# Script to download audioset
Based on https://github.com/marl/audiosetdl/blob/master/notebooks/download.ipynb

In [8]:
# Path to ffmpeg
ffmpeg_path = '/usr/local/bin/ffmpeg'

# These need to exist
videos_path = 'data/videos/'
audio_path = 'data/audio/'
flac_path = audio_path + 'flac/'

%matplotlib inline
import sys
import os.path
# Make sure ffmpeg is on the path so sk-video can find it
sys.path.append(os.path.dirname(ffmpeg_path))
import skvideo.io
import cv2
import matplotlib.pyplot as plt
import numpy as np
import pafy
import soundfile as sf
import subprocess as sp
from IPython.display import Video

In [9]:
# Set output settings
audio_codec = 'flac'
audio_container = 'flac'
video_codec = 'h264'
video_container = 'mp4'

### Sorting out what data to download based on segments csv

In [10]:
# Define here what labels to download

labels_dict = {'car_passing_by': '/t/dd00134',
#                'outside_urban': '/t/dd00128', # this will actually include engine sound so might be confusing
#                'car': '/m/0k4j',  # general car sounds
               'outside_rural': '/t/dd00129'
              }

In [11]:
# Other possible sound labels:

# /t/dd00066,"Medium engine (mid frequency)"
# /t/dd00067,"Heavy engine (low frequency)"
# /m/01h82_,"Engine knocking"
# /t/dd00130,"Engine starting"
# /m/07pb8fc,"Idling"
# /m/07q2z82,"Accelerating, revving, vroom"
# /m/02mk9,"Engine"
# /m/0ltv,"Race car, auto racing"
# /m/07r04,"Truck"
# /m/07rknqz,"Skidding"
# /m/0h9mv,"Tire squeal"
# /m/012f08,"Motor vehicle (road)"
# /m/0k4j,"Car"

In [12]:
def get_video_list(code, dataset):
    '''
    Get the list of video info for all videos for a given label
    '''
    
    dataset_dict = {'train': 'data/balanced_train_segments.csv',
                    'eval': 'data/eval_segments.csv',
                    'unbal': 'data/unbalanced_train_segments.csv'}
    
    with open(dataset_dict.get(dataset)) as f:
        lines = f.readlines()
    dl_list = [line.strip().split(', ') for line in lines[3:]]
    dl_list = [i for i in dl_list if code in i[-1]]
    print('Videos available for this label: ', len(dl_list))
    print("")
    return dl_list

In [13]:
_ = get_video_list(labels_dict.get('outside_rural'), 'unbal')
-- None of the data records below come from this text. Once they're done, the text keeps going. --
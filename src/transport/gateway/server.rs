use super::handlers::{handle_health, handle_send_response};
use super::{AppState, MAX_BODY_SIZE, MailRoute, REQUEST_TIMEOUT_SECS, SEND_RESPONSE_PATH};

use crate::GatewayError;
use crate::config::Config;
use crate::transport::mail::{MailCredentials, SmtpMailer};
use anyhow::{Context, Result};
use axum::{
    Router,
    http::StatusCode,
    middleware,
    response::{IntoResponse, Response},
    routing::{get, post},
};
use std::sync::Arc;
use std::time::Duration;
use tower_http::cors::CorsLayer;
use tower_http::limit::RequestBodyLimitLayer;
use tower_http::timeout::TimeoutLayer;

/// Returns true when the bind address is not a loopback address.
fn is_public_bind(host: &str) -> bool {
    !matches!(
        host,
        "127.0.0.1" | "localhost" | "::1" | "[::1]" | "0:0:0:0:0:0:0:1"
    )
}

/// Run the submission gateway on `host:port`.
pub async fn run_gateway(host: &str, port: u16, config: Arc<Config>) -> Result<()> {
    let listener = bind_gateway_listener(host, port, &config).await?;
    run_gateway_with_listener(host, listener, config).await
}

/// Binds the gateway socket. Host names such as `localhost` are resolved;
/// bracketed IPv6 literals are accepted.
pub async fn bind_gateway_listener(
    host: &str,
    port: u16,
    config: &Config,
) -> Result<tokio::net::TcpListener> {
    if is_public_bind(host) && !config.gateway.allow_public_bind {
        anyhow::bail!(
            "Refusing to bind to {host}: the gateway would accept submissions from the network.\n\
             Fix: use --host 127.0.0.1 (default), or set\n\
             [gateway] allow_public_bind = true in config.toml."
        );
    }

    let bare_host = host.trim_start_matches('[').trim_end_matches(']');
    tokio::net::TcpListener::bind((bare_host, port))
        .await
        .with_context(|| format!("bind gateway socket on {host}:{port}"))
}

/// Resolves mail credentials once and wires the SMTP mailer.
///
/// Missing credentials do not stop the server; every submission then fails
/// with a configuration error instead.
pub fn build_gateway_state(config: &Config) -> Result<AppState> {
    let mail = match MailCredentials::resolve(&config.mail) {
        Some(credentials) => {
            let mailer = SmtpMailer::new(&config.mail, &credentials)?;
            Some(MailRoute {
                mailer: Arc::new(mailer),
                sender: Arc::from(credentials.username.as_str()),
            })
        }
        None => {
            tracing::warn!(
                "EMAIL_USER / EMAIL_APP_PASSWORD not set; submissions will be rejected"
            );
            None
        }
    };

    Ok(AppState {
        mail,
        subject: Arc::from(config.mail.subject.as_str()),
    })
}

/// Run the gateway from a pre-bound listener until Ctrl+C.
pub async fn run_gateway_with_listener(
    host: &str,
    listener: tokio::net::TcpListener,
    config: Arc<Config>,
) -> Result<()> {
    let actual_port = listener
        .local_addr()
        .context("get gateway listener local address")?
        .port();
    let display_addr = format!("{host}:{actual_port}");

    let state = build_gateway_state(&config)?;
    print_gateway_banner(&display_addr, state.mail.is_some());

    let app = build_app(state, &config.gateway.cors_origins);
    axum::serve(listener, app)
        .with_graceful_shutdown(shutdown_signal())
        .await
        .context("serve HTTP gateway")?;

    tracing::info!("gateway shut down");
    Ok(())
}

async fn shutdown_signal() {
    if let Err(e) = tokio::signal::ctrl_c().await {
        tracing::error!(error = %e, "failed to install Ctrl+C handler");
        std::future::pending::<()>().await;
    }
    tracing::info!("received Ctrl+C, shutting down");
}

fn print_gateway_banner(display_addr: &str, mail_configured: bool) {
    println!("Gateway listening on {display_addr}");
    println!("  POST {SEND_RESPONSE_PATH}");
    println!("  GET  /health");
    if mail_configured {
        println!("  Mail relay ready");
    } else {
        println!("  Mail relay NOT configured (set EMAIL_USER and EMAIL_APP_PASSWORD)");
    }
}

pub fn build_app(state: AppState, cors_origins: &[String]) -> Router {
    let mut app = Router::new()
        .route("/health", get(handle_health))
        .route(SEND_RESPONSE_PATH, post(handle_send_response))
        .with_state(state)
        .layer(RequestBodyLimitLayer::new(MAX_BODY_SIZE))
        .layer(TimeoutLayer::with_status_code(
            StatusCode::REQUEST_TIMEOUT,
            Duration::from_secs(REQUEST_TIMEOUT_SECS),
        ))
        .layer(middleware::map_response(reshape_layer_rejection));

    if !cors_origins.is_empty() {
        let origins: Vec<_> = cors_origins.iter().filter_map(|o| o.parse().ok()).collect();
        app = app.layer(
            CorsLayer::new()
                .allow_origin(origins)
                .allow_methods([axum::http::Method::GET, axum::http::Method::POST])
                .allow_headers([axum::http::header::CONTENT_TYPE]),
        );
    }

    app
}

/// Body-limit and timeout layers answer with bare status codes; clients
/// always get the `{success:false,error}` body instead.
pub(super) async fn reshape_layer_rejection(response: Response) -> Response {
    match response.status() {
        StatusCode::PAYLOAD_TOO_LARGE => GatewayError::MalformedPayload(format!(
            "request body exceeds {MAX_BODY_SIZE} bytes"
        ))
        .into_response(),
        StatusCode::REQUEST_TIMEOUT => {
            GatewayError::Transport("request timed out".to_string()).into_response()
        }
        _ => response,
    }
}
pub mod schema;

pub use schema::{Config, GatewayConfig, MailConfig, WizardConfig};

#[cfg(test)]
pub(crate) use schema::ScopedEnv;
use serde::{Deserialize, Serialize};

#[derive(Debug, Clone, Serialize, Deserialize)]
pub struct GatewayConfig {
    /// Gateway port (default: 3000)
    #[serde(default = "default_gateway_port")]
    pub port: u16,
    /// Gateway host (default: 127.0.0.1)
    #[serde(default = "default_gateway_host")]
    pub host: String,
    /// Allow binding to non-localhost addresses (default: false)
    #[serde(default)]
    pub allow_public_bind: bool,
    /// Origins allowed to call the gateway from a browser. Empty disables CORS.
    #[serde(default)]
    pub cors_origins: Vec<String>,
}

fn default_gateway_port() -> u16 {
    3000
}

fn default_gateway_host() -> String {
    "127.0.0.1".into()
}

impl Default for GatewayConfig {
    fn default() -> Self {
        Self {
            port: default_gateway_port(),
            host: default_gateway_host(),
            allow_public_bind: false,
            cors_origins: Vec::new(),
        }
    }
}
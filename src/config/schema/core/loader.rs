use super::Config;
use anyhow::{Context, Result};
use directories::UserDirs;
use std::fs;
use std::path::Path;

impl Config {
    pub fn load_or_init() -> Result<Self> {
        let home = UserDirs::new()
            .map(|u| u.home_dir().to_path_buf())
            .context("Could not find home directory")?;
        let data_dir = home.join(".rendezvous");

        if !data_dir.exists() {
            fs::create_dir_all(&data_dir).context("Failed to create .rendezvous directory")?;
        }

        let config_path = data_dir.join("config.toml");
        if config_path.exists() {
            Self::load_from(&config_path)
        } else {
            let config = Self {
                config_path,
                data_dir,
                ..Self::default()
            };
            config.validate()?;
            config.save()?;
            Ok(config)
        }
    }

    /// Reads an explicit config file. Its directory becomes the data dir.
    pub fn load_from(path: &Path) -> Result<Self> {
        let contents = fs::read_to_string(path)
            .with_context(|| format!("Failed to read config file {}", path.display()))?;
        let mut config: Config =
            toml::from_str(&contents).context("Failed to parse config file")?;
        config.config_path = path.to_path_buf();
        config.data_dir = path
            .parent()
            .map(Path::to_path_buf)
            .unwrap_or_default();
        config.validate()?;
        Ok(config)
    }

    pub fn save(&self) -> Result<()> {
        let toml_str = toml::to_string_pretty(self).context("Failed to serialize config")?;
        if let Some(parent) = self.config_path.parent() {
            fs::create_dir_all(parent).context("Failed to create config directory")?;
        }
        fs::write(&self.config_path, toml_str).context("Failed to write config file")?;
        Ok(())
    }
}
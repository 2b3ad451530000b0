use console::style;

use super::record::AnswerRecord;

const RULE: &str = "━━━━━━━━━━━━━━━━━━━━━━━━━━━━━━━━━━━━━━━━━━━━━━━━━━";

pub fn print_welcome_banner() {
    println!();
    println!("  {}", style("♥  Rendezvous  ♥").magenta().bold());
    println!("  {}", style("A little question, one step at a time.").dim());
    println!();
}

pub fn print_step(current: usize, total: usize, title: &str) {
    println!();
    println!(
        "  {} {}",
        style(format!("[{current}/{total}]")).magenta().bold(),
        style(title).white().bold()
    );
    println!("  {}", style("─".repeat(50)).dim());
}

pub fn print_bullet(text: &str) {
    println!("  {} {}", style("›").magenta(), text);
}

pub fn print_success(text: &str) {
    println!("  {} {}", style("✓").green().bold(), text);
}

pub fn print_warning(text: &str) {
    println!("  {} {}", style("!").yellow().bold(), text);
}

/// The closing lines of the summary screen, unstyled.
pub fn summary_lines(record: &AnswerRecord) -> Vec<String> {
    let when = record
        .date
        .map(|d| d.format("%a %b %d %Y").to_string())
        .unwrap_or_default();
    let at = record.time.map(|t| t.label()).unwrap_or_default();

    vec![
        "I can't wait to see you on:".to_string(),
        format!("{when} at {at}"),
        format!("We'll enjoy some delicious {}.", record.food_labels().join(", ")),
        format!("Then we'll watch \"{}\" together.", record.movie),
        format!("Your excitement level: {}/100", record.excitement.value()),
    ]
}

pub fn print_summary(record: &AnswerRecord) {
    println!();
    println!("  {}", style(RULE).magenta());
    println!("  ◆  {}", style("It's a date, my love!").white().bold());
    println!("  {}", style(RULE).magenta());
    println!();

    let lines = summary_lines(record);
    for (i, line) in lines.iter().enumerate() {
        if i == 1 {
            println!("    {}", style(line).magenta().bold());
        } else {
            println!("    {line}");
        }
    }
    println!();
}

#[cfg(test)]
mod tests {
    use super::*;
    use crate::wizard::{Dish, Excitement, TimeSlot};
    use chrono::NaiveDate;

    #[test]
    fn summary_reads_like_a_plan() {
        let mut record = AnswerRecord::default();
        record.is_available = Some(true);
        record.date = NaiveDate::from_ymd_opt(2024, 6, 1);
        record.time = TimeSlot::new(18);
        record.toggle_food(Dish::Lasagna);
        record.toggle_food(Dish::SnackPlatter);
        record.movie = "Titanic".into();
        record.excitement = Excitement::from_slider(75.0);

        let lines = summary_lines(&record);
        assert_eq!(lines[1], "Sat Jun 01 2024 at 18:00");
        assert_eq!(lines[2], "We'll enjoy some delicious Lasagna, Snack Platter.");
        assert_eq!(lines[3], "Then we'll watch \"Titanic\" together.");
        assert_eq!(lines[4], "Your excitement level: 75/100");
    }
}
Videos available for this label:  35291



In [1]:
_ = get_video_list(labels_dict.get('car_passing_by'), 'unbal')

### We can load the AudioSet training set and grab a video to download:

In [16]:
# Select a YouTube video from the training set
def select_video(video_info):
    
    ytid, ts_start, ts_end, labels = video_info
    ts_start, ts_end = float(ts_start), float(ts_end)
    duration = ts_end - ts_start

    print("YouTube ID: " + ytid)
    print("Trim Window: ({}, {})".format(ts_start, ts_end))
    
    return ytid, ts_start, ts_end, duration

### After getting the YouTube ID and trim window for the video we want, we can use `pafy` to get the download URL to the best quality video and audio:

In [17]:
# Get the URL to the video page

def get_urls(ytid):
    video_page_url = 'https://www.youtube.com/watch?v={}'.format(ytid)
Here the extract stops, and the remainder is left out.